2006 IEEE Symposium on Computational Intelligence in Bioinformatics and Computational Biology

On September 28 I will give the keynote lecture at the 2006 IEEE Symposium on Computational Intelligence in Bioinformatics and Computational Biology (CIBCB) in Toronto. The title of my talk is "Genome-Wide Genetic Analysis using Computational Intelligence: The Importance of Expert Knowledge". This presentation will review our recent work on using expert knowledge to guide the genome-wide analysis of epistasis using stochastic search algorithms such as genetic programming. See several of my recent blog posts for more information.
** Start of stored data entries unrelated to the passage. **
//! Owns the tokio runtime interaction for one transport connection (spec.md
//! §4.9's supplement): reads length-prefixed frames off an `AsyncRead` half,
//! looks up or creates a session, and dispatches per spec.md §5's
//! concurrency model — Connect/Control messages handled inline, completed
//! Session messages handed to a background task so the reader never blocks
//! on application logic.
//!
//! This is the direct analogue of the teacher's `runtime` crate owning the
//! reactor in one place and handing work off to callbacks, generalized from
//! a raw-socket UDP loop to a framed async byte stream.

use std::sync::{Arc, Mutex};

use tokio::io::{AsyncRead, AsyncReadExt, AsyncWrite, AsyncWriteExt};
use tokio::sync::mpsc;

use near_core::{AppFactory, Dispatch, DeviceAddress, SessionRegistry};
use wire::{CommonHeader, Reader};

use crate::app::NearShareAppFactory;
use crate::config::Config;
use crate::error::{HostError, Result};
use crate::platform::{LogLevel, PlatformHandler};

/// Process-wide (per spec.md §9: explicitly constructed, not ambient) host
/// for the Near Share receiver core. One `Host` can serve many concurrent
/// transport connections; its [`SessionRegistry`] is the single process-wide
/// map spec.md §4.4 describes.
pub struct Host {
	registry: Mutex<SessionRegistry>,
	local_certificate: Vec<u8>,
	platform: Arc<dyn PlatformHandler>,
	config: Config,
}

impl Host {
	pub fn new(platform: Arc<dyn PlatformHandler>, local_certificate: Vec<u8>, config: Config) -> Arc<Self> {
		Arc::new(Self { registry: Mutex::new(SessionRegistry::new()), local_certificate, platform, config })
	}

	pub fn session_count(&self) -> usize {
		self.registry.lock().expect("session registry mutex is not poisoned").len()
	}

	/// Serve one transport connection to completion: read frames until the
	/// peer disconnects or a fatal session error is hit, then close. `device`
	/// identifies the peer the way the (out-of-scope) transport names it —
	/// a Bluetooth RFCOMM socket's remote MAC address in the reference
	/// deployment (spec.md §1, §3).
	pub async fn serve<R, W>(self: &Arc<Self>, device: DeviceAddress, mut reader: R, writer: W) -> Result<()>
	where
		R: AsyncRead + Unpin + Send,
		W: AsyncWrite + Unpin + Send + 'static,
	{
		let (raw_tx, raw_rx) = mpsc::unbounded_channel::<Vec<u8>>();
		let writer_task = tokio::spawn(drive_writer(writer, raw_rx));

		let app_factory: Arc<dyn AppFactory> = Arc::new(NearShareAppFactory::new(self.platform.clone(), device.clone(), self.config.clone()));

		loop {
			let frame = match read_frame(&mut reader).await {
				Ok(Some(frame)) => frame,
				Ok(None) => {
					tracing::debug!(device = %device, "transport closed by peer");
					break;
				}
				Err(err) => {
					self.platform.log(LogLevel::Warn, &format!("frame read failed for {device}: {err}"));
					break;
				}
			};

			if let Err(err) = self.handle_frame(&device, &frame, &raw_tx, &app_factory).await {
				self.platform.log(LogLevel::Error, &format!("session error for {device}, disposing: {err}"));
				break;
			}
		}

		drop(raw_tx);
		let _ = writer_task.await;
		Ok(())
	}

	async fn handle_frame(self: &Arc<Self>, device: &DeviceAddress, frame: &[u8], raw_tx: &mpsc::UnboundedSender<Vec<u8>>, app_factory: &Arc<dyn AppFactory>) -> Result<()> {
		let mut r = Reader::new(frame);
		let header = CommonHeader::decode(&mut r)?;
		let body = r.read_bytes(r.remaining())?.to_vec();

		let session = {
			let mut registry = self.registry.lock().expect("session registry mutex is not poisoned");
			registry.get_or_create(device.clone(), &header, raw_tx.clone(), self.local_certificate.clone(), app_factory.clone())?
		};

		let dispatch = {
			let mut session = session.lock().expect("session mutex is not poisoned");
			session.handle_message(&header, &body)
		};

		match dispatch {
			Ok(Dispatch::None) => Ok(()),
			Ok(Dispatch::ToChannel { channel, sequence_number, payload }) => {
				let outbound = session.lock().expect("session mutex is not poisoned").outbound().expect("an Established session always has an outbound handle");

				let host = self.clone();
				let session = session.clone();
				tokio::spawn(async move {
					let outcome = channel.handle_message(&outbound, payload).await;
					let local_id = session.lock().expect("session mutex is not poisoned").local_id();
					session.lock().expect("session mutex is not poisoned").finish_reassembly(sequence_number);

					match outcome {
						Ok(near_core::ChannelOutcome::Continue) => {}
						Ok(near_core::ChannelOutcome::CloseChannel) => {
							session.lock().expect("session mutex is not poisoned").remove_channel(channel.id);
						}
						Ok(near_core::ChannelOutcome::CloseSession) => {
							session.lock().expect("session mutex is not poisoned").dispose();
							host.registry.lock().expect("session registry mutex is not poisoned").remove(local_id);
						}
						Err(err) => {
							host.platform.log(LogLevel::Error, &format!("channel application error, disposing session {local_id}: {err}"));
							session.lock().expect("session mutex is not poisoned").dispose();
							host.registry.lock().expect("session registry mutex is not poisoned").remove(local_id);
						}
					}
				});
				Ok(())
			}
			Err(err) => {
				let local_id = session.lock().expect("session mutex is not poisoned").local_id();
				session.lock().expect("session mutex is not poisoned").dispose();
				self.registry.lock().expect("session registry mutex is not poisoned").remove(local_id);
				Err(HostError::Session(err))
			}
		}
	}
}

/// Read one length-prefixed frame (spec.md §6: "16-bit big-endian length
/// prefix followed by a CommonHeader and body") directly off the transport.
/// Returns `Ok(None)` on a clean EOF before any bytes of the next frame.
async fn read_frame<R: AsyncRead + Unpin>(reader: &mut R) -> std::io::Result<Option<Vec<u8>>> {
	let mut len_buf = [0u8; 2];
	match reader.read_exact(&mut len_buf).await {
		Ok(()) => {}
		Err(err) if err.kind() == std::io::ErrorKind::UnexpectedEof => return Ok(None),
		Err(err) => return Err(err),
	}

	let len = u16::from_be_bytes(len_buf) as usize;
	let mut body = vec![0u8; len];
	reader.read_exact(&mut body).await?;
	Ok(Some(body))
}

async fn drive_writer<W: AsyncWrite + Unpin>(mut writer: W, mut rx: mpsc::UnboundedReceiver<Vec<u8>>) -> std::io::Result<()> {
	while let Some(frame) = rx.recv().await {
		writer.write_all(&frame).await?;
	}
	Ok(())
}
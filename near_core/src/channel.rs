use std::collections::HashMap;
use std::sync::{Arc, Mutex};

use async_trait::async_trait;

use crate::error::Result;
use crate::outbound::SessionOutbound;

/// What a channel application wants to happen after handling one message.
#[derive(Debug, Clone, Copy, PartialEq, Eq)]
pub enum ChannelOutcome {
	/// Keep the channel open, awaiting further messages.
	Continue,
	/// The application is done with this channel; remove it from the
	/// session's registry.
	CloseChannel,
	/// The application is done with the whole session (spec.md §9's Open
	/// Question: Near Share is single-shot per session).
	CloseSession,
}

/// The contract every application instance hosted on a channel implements
/// (spec.md §4.5, §6: "the channel-application contract
/// `{HandleMessageAsync(channel, message)}`").
///
/// Implementations run on the background task the reader hands reassembled
/// Session messages to (spec.md §5) — `handle_message` is free to `.await`
/// on user acceptance or disk I/O without blocking the reader.
#[async_trait]
pub trait ChannelApplication: Send {
	async fn handle_message(&mut self, outbound: &Arc<SessionOutbound>, channel_id: u64, payload: Vec<u8>) -> Result<ChannelOutcome>;
}

/// Creates application instances by id (spec.md §6: "Application factory").
/// Implementations register the well-known ids they support; an unknown id
/// must fail channel open (spec.md §6).
pub trait AppFactory: Send + Sync {
	fn create(&self, app_id: &str, app_name: &str) -> Option<Box<dyn ChannelApplication>>;
}

/// One multiplexed application instance inside a session (spec.md §3:
/// "Channel"). The `Mutex` around the application is a `tokio::sync::Mutex`
/// conceptually — this core uses a plain `std::sync::Mutex` around
/// `Option<Box<dyn ChannelApplication>>` and takes it out only for the
/// duration of one `handle_message` call from the background task (spec.md
/// §5: at most one application task runs per channel at a time because the
/// reassembler serializes delivery by sequence number), re-inserting it
/// afterward.
pub struct Channel {
	pub id: u64,
	app: Mutex<Option<Box<dyn ChannelApplication>>>,
}

impl Channel {
	fn new(id: u64, app: Box<dyn ChannelApplication>) -> Self {
		Self { id, app: Mutex::new(Some(app)) }
	}

	/// Take the application out of the channel to run one message through
	/// it off the lock, then put it back. Panics if called re-entrantly
	/// (the reassembler guarantees only one in-flight message per channel
	/// at a time, so this never happens in practice).
	pub async fn handle_message(&self, outbound: &Arc<SessionOutbound>, payload: Vec<u8>) -> Result<ChannelOutcome> {
		let mut app = self.app.lock().expect("channel app mutex is not poisoned").take().expect("channel application is not already in use");

		let result = app.handle_message(outbound, self.id, payload).await;

		*self.app.lock().expect("channel app mutex is not poisoned") = Some(app);
		result
	}
}

/// A session's channel table, keyed by the session-local channel id
/// allocated monotonically starting from 1 (spec.md §6).
#[derive(Default)]
pub struct ChannelRegistry {
	next_id: u64,
	channels: HashMap<u64, Arc<Channel>>,
}

impl ChannelRegistry {
	pub fn new() -> Self {
		Self { next_id: 1, channels: HashMap::new() }
	}

	/// Allocate the next channel id, install the given application under
	/// it, and return the new channel.
	pub fn start(&mut self, app: Box<dyn ChannelApplication>) -> Arc<Channel> {
		let id = self.next_id;
		self.next_id += 1;

		let channel = Arc::new(Channel::new(id, app));
		self.channels.insert(id, channel.clone());
		channel
	}

	pub fn get(&self, id: u64) -> Option<Arc<Channel>> {
		self.channels.get(&id).cloned()
	}

	pub fn remove(&mut self, id: u64) {
		self.channels.remove(&id);
	}

	/// Remove and return every channel, used when the owning session is
	/// disposed (spec.md §3: "destruction cascades to all channels").
	pub fn drain(&mut self) -> Vec<Arc<Channel>> {
		self.channels.drain().map(|(_, c)| c).collect()
	}
}

#[cfg(test)]
mod tests {
	use super::*;

	struct Noop;

	#[async_trait]
	impl ChannelApplication for Noop {
		async fn handle_message(&mut self, _outbound: &Arc<SessionOutbound>, _channel_id: u64, _payload: Vec<u8>) -> Result<ChannelOutcome> {
			Ok(ChannelOutcome::Continue)
		}
	}

	#[test]
	fn channel_ids_start_at_one_and_increment() {
		let mut reg = ChannelRegistry::new();
		let a = reg.start(Box::new(Noop));
		let b = reg.start(Box::new(Noop));
		assert_eq!(a.id, 1);
		assert_eq!(b.id, 2);
		assert!(reg.get(1).is_some());
		assert!(reg.get(99).is_none());
	}

	#[test]
	fn drain_empties_the_registry() {
		let mut reg = ChannelRegistry::new();
		reg.start(Box::new(Noop));
		reg.start(Box::new(Noop));
		assert_eq!(reg.drain().len(), 2);
		assert!(reg.get(1).is_none());
	}
}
On September 29th I will be presenting at CIBCB our peer-reviewed on "Feature Selection using a Random Forests Classifier for the Integrated Analysis of Multiple Data Types" by Reif et al. Here is the citation:

Reif DM, Motsinger A, McKinney B, Crowe J, Moore JH. Feature Selection using a Random Forests Classifier for the Integrated Analysis of Multiple Data Types. In: Proceedings of the IEEE Symposium on Computational Intelligence in Bioinformatics and Computational Biology. in press (2006).

Exploiting Expert Knowledge for Genome-Wide Genetic Analysis of Epistasts

Our paper on "Exploiting expert knowledge for genome-wide genetic analysis using genetic programming" (See May 31 post here) has been published by Springer in the Lecture Notes in Computer Science series. I presented the paper today at the Parallel Problem Solving from Nature (PPSN) IX conference in Iceland. Here is the final citation:

Moore JH, White BC. Exploiting expert knowledge for genome-wide genetic analysis using genetic programming. In: Runarsson et al. (eds.) Parallel Problem Solving from Nature - PPSN IX, Lecture Notes in Computer Science 4193, 969-977 (2006).

This paper should be available sometime soon from the Springer website. I would be happy to email you a copy if you can't find it.

Also, the conference has been wonderful. PPSN is always a nice mix of machine learning, evolutionary algorithms, and artificial life. The general theme is biologically-inspired computing.

Symbolic Modeling of Epistasis

We have spent the last few months extending our Symbolic Disciminant Analysis (SDA) approach (see Moore et al. Genetic Epidemiology 23, 57-69, 2003 [PubMed]) for detecting, characterizing and interpreting epistasis. I presented this new method this morning at the Bio-Inspired Computing in Computational Biology workshop held in conjunction with the Parallel Problem Solving from Nature (PPSN) IX conference in Iceland. This work has been accepted for publication (pending revisions) in a special issue of Human Heredity that will focus on gene-gene and gene-environment interactions. An open-source software package for Symbolc Modeling (SyMod) is in development and will be available later this fall. Here is the title and abstract for the paper:

Symbolic Modeling of Epistasis

Jason H. Moore, Nate Barney, Chia-Ti Tsai, Fu-Tien Chiang, Bill C. White

The workhorse of modern genetic analysis is the parametric linear model. The advantages of the linear modeling framework are many and include a mathematical understanding of the model fitting process and ease of interpretation. However, an important limitation is that linear models make assumptions about the nature of the data being modeled. This assumption may not be realistic for complex biological systems such as disease susceptibility where nonlinearities in the genotype to phenotype mapping relationship that result from epistasis, plastic reaction norms, locus heterogeneity, and phenocopy, for example, are the norm rather than the exception. We have previously developed a flexible modeling approach called symbolic discriminant analysis (SDA) that makes no assumptions about the patterns in the data. Rather, SDA lets the data dictate the size, shape, and complexity of a symbolic discriminant function that could include any set of mathematical functions from a list of candidates supplied by the user. Here, we outline a new five step process for symbolic model discovery that uses genetic programming (GP) for coarse-grained stochastic searching, experimental design for parameter optimization, graphical modeling for generating expert knowledge, and estimation of distribution algorithms for fine-grained stochastic searching. Finally, we introduce function mapping as a new method for interpreting symbolic discriminant functions. We show that function mapping when combined with measures of interaction information facilitates statistical interpretation by providing a graphical approach to decomposing complex models to highlight synergistic, redundant, and independent effects of polymorphisms and their composite functions. We illustrate this five step SDA modeling process with a real case-control dataset.